[Description of the task]:
Exactly the lines starting at the line containing "pub fn is_supported(self)" and ending at the line containing "let mut methods" are to be written out from the listing below, both included.

[Given entries]:
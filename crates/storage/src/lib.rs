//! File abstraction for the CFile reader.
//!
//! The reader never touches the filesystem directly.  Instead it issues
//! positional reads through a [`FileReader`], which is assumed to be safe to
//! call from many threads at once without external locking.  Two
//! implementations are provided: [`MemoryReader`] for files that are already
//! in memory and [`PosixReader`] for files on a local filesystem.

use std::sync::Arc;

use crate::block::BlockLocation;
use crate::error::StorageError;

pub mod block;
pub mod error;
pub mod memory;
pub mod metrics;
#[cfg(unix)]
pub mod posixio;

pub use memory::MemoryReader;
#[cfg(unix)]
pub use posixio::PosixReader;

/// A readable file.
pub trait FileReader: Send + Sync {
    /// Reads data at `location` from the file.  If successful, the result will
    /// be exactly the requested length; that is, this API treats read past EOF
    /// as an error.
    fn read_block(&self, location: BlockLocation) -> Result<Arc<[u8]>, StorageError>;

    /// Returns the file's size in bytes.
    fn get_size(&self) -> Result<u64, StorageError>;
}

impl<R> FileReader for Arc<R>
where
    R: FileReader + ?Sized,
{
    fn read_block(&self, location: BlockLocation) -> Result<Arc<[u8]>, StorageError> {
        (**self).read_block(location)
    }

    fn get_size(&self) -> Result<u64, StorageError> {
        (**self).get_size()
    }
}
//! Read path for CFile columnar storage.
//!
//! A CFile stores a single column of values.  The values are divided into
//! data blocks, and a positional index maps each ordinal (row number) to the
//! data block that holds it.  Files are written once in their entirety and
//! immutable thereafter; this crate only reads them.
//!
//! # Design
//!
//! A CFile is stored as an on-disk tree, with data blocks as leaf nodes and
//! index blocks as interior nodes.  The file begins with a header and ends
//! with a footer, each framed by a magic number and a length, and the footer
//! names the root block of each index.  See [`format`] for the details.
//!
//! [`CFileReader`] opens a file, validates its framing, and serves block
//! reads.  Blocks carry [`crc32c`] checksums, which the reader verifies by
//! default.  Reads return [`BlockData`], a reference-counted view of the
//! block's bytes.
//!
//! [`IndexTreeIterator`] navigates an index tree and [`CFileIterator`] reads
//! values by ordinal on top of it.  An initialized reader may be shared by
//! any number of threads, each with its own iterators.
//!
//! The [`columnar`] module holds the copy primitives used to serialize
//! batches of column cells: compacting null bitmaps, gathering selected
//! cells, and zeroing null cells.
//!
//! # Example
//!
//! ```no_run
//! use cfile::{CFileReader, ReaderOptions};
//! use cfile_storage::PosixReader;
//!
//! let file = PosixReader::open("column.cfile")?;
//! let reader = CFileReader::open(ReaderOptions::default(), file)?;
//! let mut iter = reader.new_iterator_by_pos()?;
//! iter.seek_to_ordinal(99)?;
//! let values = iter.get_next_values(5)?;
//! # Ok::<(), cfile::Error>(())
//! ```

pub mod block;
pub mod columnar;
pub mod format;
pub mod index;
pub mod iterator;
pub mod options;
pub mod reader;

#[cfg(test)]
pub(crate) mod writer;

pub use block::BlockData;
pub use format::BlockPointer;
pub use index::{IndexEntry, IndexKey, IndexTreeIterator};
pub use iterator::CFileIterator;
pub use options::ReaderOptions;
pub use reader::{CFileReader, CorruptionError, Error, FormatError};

...

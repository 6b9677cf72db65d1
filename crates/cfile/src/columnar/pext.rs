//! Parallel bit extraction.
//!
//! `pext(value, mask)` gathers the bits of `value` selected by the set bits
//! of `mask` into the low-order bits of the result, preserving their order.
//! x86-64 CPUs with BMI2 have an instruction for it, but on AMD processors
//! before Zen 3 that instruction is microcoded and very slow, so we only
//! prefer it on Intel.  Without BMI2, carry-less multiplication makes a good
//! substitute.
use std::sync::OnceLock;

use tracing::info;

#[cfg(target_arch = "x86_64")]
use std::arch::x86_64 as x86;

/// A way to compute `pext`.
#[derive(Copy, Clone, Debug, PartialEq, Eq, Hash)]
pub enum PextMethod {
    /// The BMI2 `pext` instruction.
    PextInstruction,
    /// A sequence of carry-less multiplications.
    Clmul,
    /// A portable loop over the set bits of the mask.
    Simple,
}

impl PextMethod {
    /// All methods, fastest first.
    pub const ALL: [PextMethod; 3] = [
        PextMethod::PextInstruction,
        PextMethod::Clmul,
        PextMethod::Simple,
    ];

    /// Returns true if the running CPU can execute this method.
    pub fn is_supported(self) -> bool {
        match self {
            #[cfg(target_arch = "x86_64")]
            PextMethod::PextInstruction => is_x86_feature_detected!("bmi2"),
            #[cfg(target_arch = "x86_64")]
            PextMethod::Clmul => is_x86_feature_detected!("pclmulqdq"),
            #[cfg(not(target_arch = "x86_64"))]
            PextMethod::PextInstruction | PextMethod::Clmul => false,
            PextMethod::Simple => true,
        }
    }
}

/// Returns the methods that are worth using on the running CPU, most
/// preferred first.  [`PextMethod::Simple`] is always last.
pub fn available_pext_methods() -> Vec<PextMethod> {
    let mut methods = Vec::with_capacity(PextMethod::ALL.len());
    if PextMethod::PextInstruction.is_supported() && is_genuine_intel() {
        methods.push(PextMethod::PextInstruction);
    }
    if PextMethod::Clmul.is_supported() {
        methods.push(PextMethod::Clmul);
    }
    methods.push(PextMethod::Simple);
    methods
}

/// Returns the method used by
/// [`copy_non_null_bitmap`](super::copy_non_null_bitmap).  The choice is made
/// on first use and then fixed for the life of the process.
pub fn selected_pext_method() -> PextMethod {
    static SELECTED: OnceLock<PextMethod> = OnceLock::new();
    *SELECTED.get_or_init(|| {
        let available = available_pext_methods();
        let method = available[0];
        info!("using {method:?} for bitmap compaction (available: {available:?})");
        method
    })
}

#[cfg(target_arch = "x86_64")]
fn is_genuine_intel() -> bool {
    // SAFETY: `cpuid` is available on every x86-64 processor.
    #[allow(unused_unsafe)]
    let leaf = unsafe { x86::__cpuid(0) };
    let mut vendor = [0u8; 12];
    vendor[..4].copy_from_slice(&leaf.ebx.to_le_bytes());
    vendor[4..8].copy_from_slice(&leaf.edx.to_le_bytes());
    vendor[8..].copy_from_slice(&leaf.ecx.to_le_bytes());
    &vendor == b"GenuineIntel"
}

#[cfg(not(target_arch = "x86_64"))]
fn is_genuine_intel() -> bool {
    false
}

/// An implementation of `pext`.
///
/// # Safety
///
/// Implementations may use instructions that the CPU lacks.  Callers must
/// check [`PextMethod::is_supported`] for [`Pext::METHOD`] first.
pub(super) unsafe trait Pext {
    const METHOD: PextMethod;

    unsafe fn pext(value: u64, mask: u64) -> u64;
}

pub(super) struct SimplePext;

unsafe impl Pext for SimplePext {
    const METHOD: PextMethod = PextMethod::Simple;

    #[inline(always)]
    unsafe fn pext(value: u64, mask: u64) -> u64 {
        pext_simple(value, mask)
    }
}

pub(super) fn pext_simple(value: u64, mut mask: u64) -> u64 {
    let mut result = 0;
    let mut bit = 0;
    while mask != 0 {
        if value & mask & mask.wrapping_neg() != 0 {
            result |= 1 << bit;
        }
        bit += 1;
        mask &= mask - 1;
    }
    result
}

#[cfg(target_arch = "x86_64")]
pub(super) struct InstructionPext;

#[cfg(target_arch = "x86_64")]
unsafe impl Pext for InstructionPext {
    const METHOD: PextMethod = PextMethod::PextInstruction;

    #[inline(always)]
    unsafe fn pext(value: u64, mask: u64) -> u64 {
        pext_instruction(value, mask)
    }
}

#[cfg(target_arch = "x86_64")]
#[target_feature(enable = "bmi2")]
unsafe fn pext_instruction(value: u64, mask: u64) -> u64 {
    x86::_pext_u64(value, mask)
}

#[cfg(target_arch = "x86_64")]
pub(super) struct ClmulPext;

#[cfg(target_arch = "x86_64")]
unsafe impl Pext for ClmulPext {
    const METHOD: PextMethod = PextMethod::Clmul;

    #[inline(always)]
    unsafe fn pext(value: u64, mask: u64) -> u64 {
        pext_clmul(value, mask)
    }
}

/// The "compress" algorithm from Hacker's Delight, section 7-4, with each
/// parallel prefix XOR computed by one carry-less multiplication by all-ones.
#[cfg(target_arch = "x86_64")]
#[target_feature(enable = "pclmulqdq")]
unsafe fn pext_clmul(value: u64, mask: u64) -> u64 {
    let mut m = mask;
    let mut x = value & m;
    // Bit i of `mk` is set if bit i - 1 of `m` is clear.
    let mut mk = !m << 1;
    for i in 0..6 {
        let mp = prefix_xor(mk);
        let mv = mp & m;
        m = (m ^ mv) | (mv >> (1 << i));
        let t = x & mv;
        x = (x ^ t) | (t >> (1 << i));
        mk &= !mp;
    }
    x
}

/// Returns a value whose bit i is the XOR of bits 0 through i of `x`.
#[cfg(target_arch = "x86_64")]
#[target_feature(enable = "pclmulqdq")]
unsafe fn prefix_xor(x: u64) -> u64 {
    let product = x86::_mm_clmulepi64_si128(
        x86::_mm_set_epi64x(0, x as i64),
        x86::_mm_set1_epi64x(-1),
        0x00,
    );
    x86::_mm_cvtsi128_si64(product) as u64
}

[Output below]:
    pub fn is_supported(self) -> bool {
        match self {
            #[cfg(target_arch = "x86_64")]
            PextMethod::PextInstruction => is_x86_feature_detected!("bmi2"),
            #[cfg(target_arch = "x86_64")]
            PextMethod::Clmul => is_x86_feature_detected!("pclmulqdq"),
            #[cfg(not(target_arch = "x86_64"))]
            PextMethod::PextInstruction | PextMethod::Clmul => false,
            PextMethod::Simple => true,
        }
    }
}

/// Returns the methods that are worth using on the running CPU, most
/// preferred first.  [`PextMethod::Simple`] is always last.
pub fn available_pext_methods() -> Vec<PextMethod> {
    let mut methods = Vec::with_capacity(PextMethod::ALL.len());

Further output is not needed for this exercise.